Effects of neuraminidase on the regulation of erythropoiesis: III: Characterization of carbohydrate moieties on the surface of thymic regulatory cells that interact with erythroid colony-forming cells

In this study we further define cell surface carbohydrate structures relevant to cellular interactions that regulate erythropoiesis. An analysis of thymocyte cell surface negativity was made using fluoresceinated poly-L-ornithine (FITC poly-L-ornithine) as a probe that binds to negatively charged sites (i.e., sialic acid residues) at the cell surface. Two distinct subpopulations are labeled, comprising both intensely as well as weakly fluorescent subpopulations of thymocytes. Prior treatment of thymocytes with Vibrio cholerae neuraminidase (VCN), which removes cell surface sialic acid residues, markedly reduced the FITC poly-L-ornithine surface labeling of these cells. Distinct enzymatic modifications of regulatory cell functions were also assessed by the ability of thymocytes to function as separate regulatory subpopulations. Confirming our previous observations, treating thymocytes with VCN impaired the enhancement activity but had little effect on thymocyte regulatory ability to suppress erythroid colony growth. In contrast, treatment of thymocytes with galactose oxidase (GAO) or beta-galactosidase (beta-GAL) removed suppressor activity either before or after VCN treatment. A further exposure of GAO-treated thymocytes to sodium borohydride or hydroxylamine, which reduce D-galactose residues, restores their suppressor function and prevents enhancement.

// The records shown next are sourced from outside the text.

use std::time::Instant;
use tracing_subscriber::EnvFilter;

/// Install the global tracing subscriber. Logs go to stderr so stdout stays
/// free for answers printed by the CLI.
pub fn init_tracing(verbose: bool) {
    let default_level = if verbose { "debug" } else { "info" };
    let filter =
        EnvFilter::try_from_default_env().unwrap_or_else(|_| EnvFilter::new(default_level));

    // A second installation fails; the first subscriber stays in place.
    let _ = tracing_subscriber::fmt()
        .with_env_filter(filter)
        .with_writer(std::io::stderr)
        .with_target(false)
        .try_init();
}

pub struct Telemetry {
    start: Instant,
}

impl Telemetry {
    pub fn new() -> Self {
        Self {
            start: Instant::now(),
        }
    }

    pub fn elapsed(&self) -> std::time::Duration {
        self.start.elapsed()
    }

    pub fn elapsed_ms(&self) -> u128 {
        self.elapsed().as_millis()
    }
}

impl Default for Telemetry {
    fn default() -> Self {
        Self::new()
    }
}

These differential enzymatic effects on thymocyte regulatory cell functions suggest that different carbohydrate structures may be involved in helper and suppressor activities for erythroid colony formation. Sialic acid residues may be associated with certain cells that function to enhance erythropoiesis, and D-galactose residues may be associated with the suppressor subpopulation.